Fu architetto, pittore, poeta, scenografo, scultore. I suoi maestri furono i
modelli classici che studiò con passione e che ripropose con quella linea
nervosa e magnifica che lo rese un caposcuola fondamentale. Cominciò a lavorare
a 15 anni con il padre, ma le prime opere gli furono commissionate dal
cardinale Scipione
Borghese, la decorazione
della sua villa al Pincio
(oggi Villa Borghese)
e il " David " nel 1619, opere con le quali il Bernini
cominciò ad esprimere la nuova formula barocca che si svincola dal modello
manierista. Seguirà nel 1621-22 il gruppo di " Apollo e Dafne
", dove la ricerca del movimento si accentua e perfeziona indicando già
uno stile espressivo completamente raggiunto.
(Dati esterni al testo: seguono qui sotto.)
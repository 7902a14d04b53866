//! Mock channel history for testing.

use std::sync::atomic::{AtomicUsize, Ordering};

use async_trait::async_trait;

use crate::ingest::{ChannelMessage, HistorySource, SourceError};

/// In-memory implementation of the HistorySource trait.
///
/// Provides controllable behavior for testing:
/// - Serve a fixed set of messages, newest first
/// - Fail after a number of pages
/// - Count the pages served for assertions
///
/// # Example
///
/// ```rust,ignore
/// use filmzi_core::testing::{MockHistory, fixtures};
///
/// let history = MockHistory::new(vec![
///     fixtures::document_message(-1001, 1, "doc-1", "Up 2009 720p 700 MB"),
/// ])
/// .fail_after_pages(3);
/// ```
#[derive(Debug, Default)]
pub struct MockHistory {
    /// Sorted newest first.
    messages: Vec<ChannelMessage>,
    fail_after: Option<usize>,
    pages_served: AtomicUsize,
}

impl MockHistory {
    pub fn new(mut messages: Vec<ChannelMessage>) -> Self {
        messages.sort_by(|a, b| b.message_id.cmp(&a.message_id));
        Self {
            messages,
            fail_after: None,
            pages_served: AtomicUsize::new(0),
        }
    }

    /// Serve `pages` pages successfully, then fail every later fetch.
    pub fn fail_after_pages(mut self, pages: usize) -> Self {
        self.fail_after = Some(pages);
        self
    }

    /// Number of pages served so far.
    pub fn pages_served(&self) -> usize {
        self.pages_served.load(Ordering::SeqCst)
    }
}

#[async_trait]
impl HistorySource for MockHistory {
    async fn fetch_page(
        &self,
        channel_id: i64,
        before: Option<i64>,
        limit: usize,
    ) -> Result<Vec<ChannelMessage>, SourceError> {
        if let Some(fail_after) = self.fail_after {
            if self.pages_served() >= fail_after {
                return Err(SourceError::Unavailable("mock history failure".to_string()));
            }
        }
        self.pages_served.fetch_add(1, Ordering::SeqCst);

        Ok(self
            .messages
            .iter()
            .filter(|m| m.chat_id == channel_id)
            .filter(|m| before.map_or(true, |before| m.message_id < before))
            .take(limit)
            .cloned()
            .collect())
    }
}
use std::fmt;

use serde::{Deserialize, Serialize};
use thiserror::Error;

/// Kind of file attached to a channel message.
#[derive(Debug, Clone, Copy, PartialEq, Eq, Serialize, Deserialize)]
#[serde(rename_all = "snake_case")]
pub enum MediaKind {
    Document,
    Video,
}

/// A file attached to a channel message.
#[derive(Debug, Clone, PartialEq, Eq, Serialize, Deserialize)]
pub struct MediaAttachment {
    pub kind: MediaKind,
    /// Platform identifier the front end resolves to the file bytes.
    pub file_ref: String,
    #[serde(default)]
    pub file_name: Option<String>,
    /// Raw transport size in bytes, if the platform reported one.
    #[serde(default)]
    pub size_bytes: Option<u64>,
}

/// A message from the source channel, as pushed by the listener or read from
/// channel history.
#[derive(Debug, Clone, PartialEq, Eq, Serialize, Deserialize)]
pub struct ChannelMessage {
    pub chat_id: i64,
    pub message_id: i64,
    /// Caption or message text.
    #[serde(default, alias = "text")]
    pub caption: Option<String>,
    #[serde(default)]
    pub media: Option<MediaAttachment>,
}

/// File information derived from a message before metadata extraction.
#[derive(Debug, Clone, PartialEq, Eq)]
pub struct FileDescriptor {
    pub file_ref: String,
    pub file_name: Option<String>,
    pub size_bytes: Option<u64>,
    pub caption: String,
}

impl FileDescriptor {
    /// Derive the descriptor of the file a message carries.
    ///
    /// Returns `None` for messages without an attachment or with a blank file
    /// reference.
    pub fn from_message(message: &ChannelMessage) -> Option<Self> {
        let media = message.media.as_ref()?;
        let file_ref = media.file_ref.trim();
        if file_ref.is_empty() {
            return None;
        }

        Some(Self {
            file_ref: file_ref.to_string(),
            file_name: media
                .file_name
                .as_deref()
                .map(str::trim)
                .filter(|name| !name.is_empty())
                .map(String::from),
            size_bytes: media.size_bytes.filter(|bytes| *bytes > 0),
            caption: message.caption.clone().unwrap_or_default(),
        })
    }
}

/// Steps a message goes through.
#[derive(Debug, Clone, Copy, PartialEq, Eq)]
pub enum IngestStage {
    Received,
    DescriptorExtracted,
    MetadataExtracted,
    Stored,
    Rejected,
}

impl fmt::Display for IngestStage {
    fn fmt(&self, f: &mut fmt::Formatter<'_>) -> fmt::Result {
        let name = match self {
            Self::Received => "received",
            Self::DescriptorExtracted => "descriptor_extracted",
            Self::MetadataExtracted => "metadata_extracted",
            Self::Stored => "stored",
            Self::Rejected => "rejected",
        };
        f.write_str(name)
    }
}

/// Why a message was filtered out.
#[derive(Debug, Clone, Copy, PartialEq, Eq, Serialize, Deserialize)]
#[serde(rename_all = "snake_case")]
pub enum RejectReason {
    /// The message carries no file.
    NoFile,
    /// The message was posted outside the configured source channel.
    WrongChannel,
}

/// Result of ingesting one message.
#[derive(Debug, Clone, PartialEq, Eq, Serialize, Deserialize)]
#[serde(tag = "outcome", rename_all = "snake_case")]
pub enum IngestOutcome {
    /// The file was inserted or its row refreshed.
    Stored { id: i64, file_ref: String },
    /// Routine filtering, not an error.
    Rejected { reason: RejectReason },
    /// Storage failed for this one message.
    Dropped { file_ref: String, error: String },
}

impl IngestOutcome {
    /// Metric label for this outcome.
    pub fn label(&self) -> &'static str {
        match self {
            Self::Stored { .. } => "stored",
            Self::Rejected { .. } => "rejected",
            Self::Dropped { .. } => "dropped",
        }
    }
}

/// Counts of ingestion outcomes.
#[derive(Debug, Clone, Copy, Default, PartialEq, Eq, Serialize, Deserialize)]
pub struct IngestTally {
    pub stored: usize,
    pub rejected: usize,
    pub dropped: usize,
}

impl IngestTally {
    pub fn record(&mut self, outcome: &IngestOutcome) {
        match outcome {
            IngestOutcome::Stored { .. } => self.stored += 1,
            IngestOutcome::Rejected { .. } => self.rejected += 1,
            IngestOutcome::Dropped { .. } => self.dropped += 1,
        }
    }

    pub fn total(&self) -> usize {
        self.stored + self.rejected + self.dropped
    }
}

/// Summary of a startup backfill run.
#[derive(Debug, Clone, Default, PartialEq, Eq, Serialize, Deserialize)]
pub struct BackfillReport {
    /// Messages read from history.
    pub scanned: usize,
    /// Pages fetched.
    pub pages: usize,
    #[serde(flatten)]
    pub tally: IngestTally,
    /// False when the history source failed before the window was covered.
    pub completed: bool,
}

/// Errors from the live ingestion queue.
#[derive(Debug, Error)]
pub enum IngestError {
    #[error("Ingestion queue is closed")]
    QueueClosed,
}

/// Errors from a channel history source.
#[derive(Debug, Error)]
pub enum SourceError {
    #[error("IO error: {0}")]
    Io(#[from] std::io::Error),

    #[error("Parse error on line {line}: {message}")]
    Parse { line: usize, message: String },

    #[error("History unavailable: {0}")]
    Unavailable(String),
}
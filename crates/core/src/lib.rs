pub mod catalog;
pub mod config;
mod db;
pub mod extractor;
pub mod ingest;
pub mod metrics;
pub mod search;
pub mod testing;
pub mod users;

pub use catalog::{
    CatalogEntry, CatalogError, CatalogSearchQuery, CatalogStats, CatalogStore, MatchMode,
    MessageRef, NewCatalogEntry, SqliteCatalog,
};
pub use config::{load_config, load_config_from_str, validate_config, Config, ConfigError};
pub use extractor::{extract, format_size, Extraction};
pub use ingest::{
    create_ingest_system, reconcile_backlog, BackfillReport, ChannelMessage, HistorySource,
    IngestError, IngestHandle, IngestOutcome, IngestWorker, Ingester, JsonlHistory,
    MediaAttachment, MediaKind, SourceError,
};
pub use search::{SearchConfig, SearchPage, SearchService};
pub use users::{
    create_user_system, ProfileUpdate, SearchRecord, SqliteUserRegistry, UserError, UserProfile,
    UserRecorder, UserRegistry, UserWriter,
};
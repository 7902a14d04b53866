//! Live ingestion: the listener pushes messages into a bounded queue that a
//! background worker drains.

use std::sync::Arc;

use tokio::sync::{broadcast, mpsc};
use tracing::info;

use super::ingester::Ingester;
use super::types::{ChannelMessage, IngestError, IngestTally};

/// Handle used by the channel listener to push new messages.
///
/// Cheaply cloneable. Pushing waits while the queue is full, so a slow store
/// slows the listener down instead of losing messages.
#[derive(Clone)]
pub struct IngestHandle {
    tx: mpsc::Sender<ChannelMessage>,
}

impl IngestHandle {
    pub fn new(tx: mpsc::Sender<ChannelMessage>) -> Self {
        Self { tx }
    }

    /// Queue a message posted in the source channel.
    ///
    /// Fails only once the worker has stopped accepting messages.
    pub async fn on_channel_message(&self, message: ChannelMessage) -> Result<(), IngestError> {
        self.tx
            .send(message)
            .await
            .map_err(|_| IngestError::QueueClosed)
    }
}

/// Background task that feeds queued messages through the [`Ingester`].
pub struct IngestWorker {
    rx: mpsc::Receiver<ChannelMessage>,
    ingester: Arc<Ingester>,
}

impl IngestWorker {
    pub fn new(rx: mpsc::Receiver<ChannelMessage>, ingester: Arc<Ingester>) -> Self {
        Self { rx, ingester }
    }

    /// Process messages until shutdown is signalled or every handle is dropped.
    ///
    /// On shutdown the queue stops accepting new messages, and the messages
    /// already queued are still ingested before this returns.
    pub async fn run(mut self, mut shutdown: broadcast::Receiver<()>) -> IngestTally {
        info!(channel_id = self.ingester.channel_id(), "Live ingestion started");
        let mut tally = IngestTally::default();

        loop {
            tokio::select! {
                _ = shutdown.recv() => {
                    info!("Live ingestion received shutdown signal");
                    break;
                }
                message = self.rx.recv() => {
                    match message {
                        Some(message) => tally.record(&self.ingester.ingest(&message)),
                        None => {
                            info!("All ingest handles dropped");
                            break;
                        }
                    }
                }
            }
        }

        self.rx.close();
        let mut drained = 0;
        while let Some(message) = self.rx.recv().await {
            tally.record(&self.ingester.ingest(&message));
            drained += 1;
        }
        if drained > 0 {
            info!(drained, "Ingested queued messages after shutdown");
        }

        info!(
            stored = tally.stored,
            rejected = tally.rejected,
            dropped = tally.dropped,
            "Live ingestion stopped"
        );
        tally
    }
}

/// Create the live ingestion system
///
/// Returns:
/// - `IngestHandle` - for the channel listener (clone this to share across tasks)
/// - `IngestWorker` - spawn this as a background task with `tokio::spawn(worker.run(shutdown))`
pub fn create_ingest_system(
    ingester: Arc<Ingester>,
    buffer_size: usize,
) -> (IngestHandle, IngestWorker) {
    let (tx, rx) = mpsc::channel(buffer_size);
    (IngestHandle::new(tx), IngestWorker::new(rx, ingester))
}
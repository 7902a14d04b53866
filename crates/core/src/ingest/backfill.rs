//! Startup reconciliation of the recent channel history.

use async_trait::async_trait;
use tracing::{info, warn};

use super::ingester::Ingester;
use super::types::{BackfillReport, ChannelMessage, SourceError};
use crate::metrics::BACKFILL_RUNS;

/// Source of past channel messages.
#[async_trait]
pub trait HistorySource: Send + Sync {
    /// Up to `limit` messages of `channel_id`, newest first.
    ///
    /// With `before` set, only messages with a smaller message id are
    /// returned. An empty page means the history is exhausted.
    async fn fetch_page(
        &self,
        channel_id: i64,
        before: Option<i64>,
        limit: usize,
    ) -> Result<Vec<ChannelMessage>, SourceError>;
}

/// Feed the `window` most recent channel messages through the ingester,
/// `page_size` at a time.
///
/// Each message goes through the same path as a live one, so running this
/// while the live worker is active only overwrites rows with equivalent
/// values. A failing source ends the run early with `completed == false`;
/// whatever was ingested before stays in the catalog.
pub async fn reconcile_backlog(
    ingester: &Ingester,
    source: &dyn HistorySource,
    window: usize,
    page_size: usize,
) -> BackfillReport {
    let channel_id = ingester.channel_id();
    info!(channel_id, window, page_size, "Starting backlog reconciliation");

    let mut report = BackfillReport {
        completed: true,
        ..Default::default()
    };
    let mut before: Option<i64> = None;

    while report.scanned < window && page_size > 0 {
        let limit = page_size.min(window - report.scanned);

        let mut page = match source.fetch_page(channel_id, before, limit).await {
            Ok(page) => page,
            Err(e) => {
                warn!(
                    channel_id,
                    scanned = report.scanned,
                    "Backlog source failed, stopping early: {}",
                    e
                );
                report.completed = false;
                break;
            }
        };
        report.pages += 1;

        if page.is_empty() {
            break;
        }
        let exhausted = page.len() < limit;
        page.truncate(limit);

        for message in &page {
            report.scanned += 1;
            report.tally.record(&ingester.ingest(message));
        }

        let oldest = page.iter().map(|m| m.message_id).min();
        if exhausted || oldest.is_none() || (before.is_some() && oldest >= before) {
            break;
        }
        before = oldest;
    }

    let result = if report.completed { "completed" } else { "partial" };
    BACKFILL_RUNS.with_label_values(&[result]).inc();

    info!(
        scanned = report.scanned,
        pages = report.pages,
        stored = report.tally.stored,
        rejected = report.tally.rejected,
        dropped = report.tally.dropped,
        result,
        "Backlog reconciliation finished"
    );
    report
}
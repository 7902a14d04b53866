//! Catalog API handlers.

use std::sync::Arc;

use axum::{
    extract::{Path, Query, State},
    http::StatusCode,
    Json,
};
use filmzi_core::{CatalogEntry, CatalogStats};
use serde::{Deserialize, Serialize};
use tracing::debug;

use super::ErrorResponse;
use crate::state::AppState;

/// Maximum allowed limit for recent entries
const MAX_LIMIT: u32 = 100;

type ApiError = (StatusCode, Json<ErrorResponse>);

// ============================================================================
// Request/Response types
// ============================================================================

#[derive(Debug, Deserialize)]
pub struct RecentParams {
    #[serde(default = "default_limit")]
    pub limit: u32,
}

fn default_limit() -> u32 {
    10
}

#[derive(Debug, Serialize)]
pub struct StatsResponse {
    #[serde(flatten)]
    pub catalog: CatalogStats,
    pub total_users: u64,
}

#[derive(Debug, Serialize)]
pub struct EntryListResponse {
    pub entries: Vec<CatalogEntry>,
    pub total: usize,
}

fn internal(error: impl ToString) -> ApiError {
    (
        StatusCode::INTERNAL_SERVER_ERROR,
        Json(ErrorResponse::new(error.to_string())),
    )
}

// ============================================================================
// Handlers
// ============================================================================

/// GET /api/v1/catalog/stats
///
/// Catalog statistics plus the number of known users.
pub async fn get_stats(State(state): State<Arc<AppState>>) -> Result<Json<StatsResponse>, ApiError> {
    let catalog = state.catalog().stats().map_err(internal)?;
    let total_users = state.users().count().map_err(internal)?;

    Ok(Json(StatsResponse {
        catalog,
        total_users,
    }))
}

/// GET /api/v1/catalog/recent?limit=
///
/// Most recently indexed entries, newest first.
pub async fn list_recent(
    State(state): State<Arc<AppState>>,
    Query(params): Query<RecentParams>,
) -> Result<Json<EntryListResponse>, ApiError> {
    let entries = state
        .catalog()
        .recent(params.limit.min(MAX_LIMIT))
        .map_err(internal)?;
    let total = entries.len();

    Ok(Json(EntryListResponse { entries, total }))
}

/// GET /api/v1/catalog/{id}
///
/// Full details of one entry.
pub async fn get_entry(
    State(state): State<Arc<AppState>>,
    Path(id): Path<i64>,
) -> Result<Json<CatalogEntry>, ApiError> {
    match state.search().get_by_id(id) {
        Some(entry) => Ok(Json(entry)),
        None => Err((
            StatusCode::NOT_FOUND,
            Json(ErrorResponse::new(format!("Entry not found: {}", id))),
        )),
    }
}

/// GET /api/v1/catalog/titles/{title}
///
/// Every indexed quality of a title, lowest first.
pub async fn get_qualities(
    State(state): State<Arc<AppState>>,
    Path(title): Path<String>,
) -> Json<EntryListResponse> {
    let entries = state.search().all_qualities(&title);
    if entries.is_empty() {
        debug!(title, "No entries for title");
    }
    let total = entries.len();

    Json(EntryListResponse { entries, total })
}
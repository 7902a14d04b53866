use std::sync::Arc;

use filmzi_core::{
    CatalogStore, Config, IngestHandle, SearchService, UserRecorder, UserRegistry,
};

/// Shared application state
pub struct AppState {
    config: Config,
    catalog: Arc<dyn CatalogStore>,
    search: SearchService,
    users: Arc<dyn UserRegistry>,
    recorder: UserRecorder,
    ingest: IngestHandle,
}

impl AppState {
    pub fn new(
        config: Config,
        catalog: Arc<dyn CatalogStore>,
        users: Arc<dyn UserRegistry>,
        recorder: UserRecorder,
        ingest: IngestHandle,
    ) -> Self {
        let search = SearchService::new(Arc::clone(&catalog), config.search.clone());
        Self {
            config,
            catalog,
            search,
            users,
            recorder,
            ingest,
        }
    }

    pub fn config(&self) -> &Config {
        &self.config
    }

    pub fn catalog(&self) -> &dyn CatalogStore {
        self.catalog.as_ref()
    }

    pub fn search(&self) -> &SearchService {
        &self.search
    }

    pub fn users(&self) -> &dyn UserRegistry {
        self.users.as_ref()
    }

    pub fn recorder(&self) -> &UserRecorder {
        &self.recorder
    }

    pub fn ingest(&self) -> &IngestHandle {
        &self.ingest
    }
}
Appassionato studioso dell'architettura classica, il Bernini
tenterà una felicissima sintesi fra scultura e architettura nel " Baldacchino
di S. Pietro " commissionatogli da papa Urbano
VIII nel 1624. Nel
concepire l'immenso ciborio che pure si slancia nella forma tortile delle
colonne "fiorite", l'artista non tenne conto delle dimensioni
umane rapportando, come altri avevano proposto, l'opera all'uomo, ma tenne conto
soltanto dell'immenso spazio michelangiolesco dove la zona dell'altare doveva
inserirsi con tutta la potenza e la grandezza possibile. Il Maderno
fu il primo maestro di architettura del Bernini,
ma la sua importanza fu decisamente ridimensionata dal geniale allievo già nel
rifacimento della chiesa di S. Bibiana
nel 1625. Dell'anno successivo è la scenografica e notissima fontana di Piazza
di Spagna detta la "Barcaccia", che alcuni storici
attribuiscono al padre Pietro, ma la
forza spaziale e teatrale della grande barca marmorea non si può concepire se
non come opera di Gian
Lorenzo, tenendo conto
anche del diverso rigore espressivo caro a Pietro Bernini
e testimoniato in tutte le sue opere. Bisogna tener presente che in quegli anni
operava a Roma l'altro grande architetto barocco, il ticinese Borromini,
che sicuramente interpretò ancora più liberamente la nuova formula "attorta"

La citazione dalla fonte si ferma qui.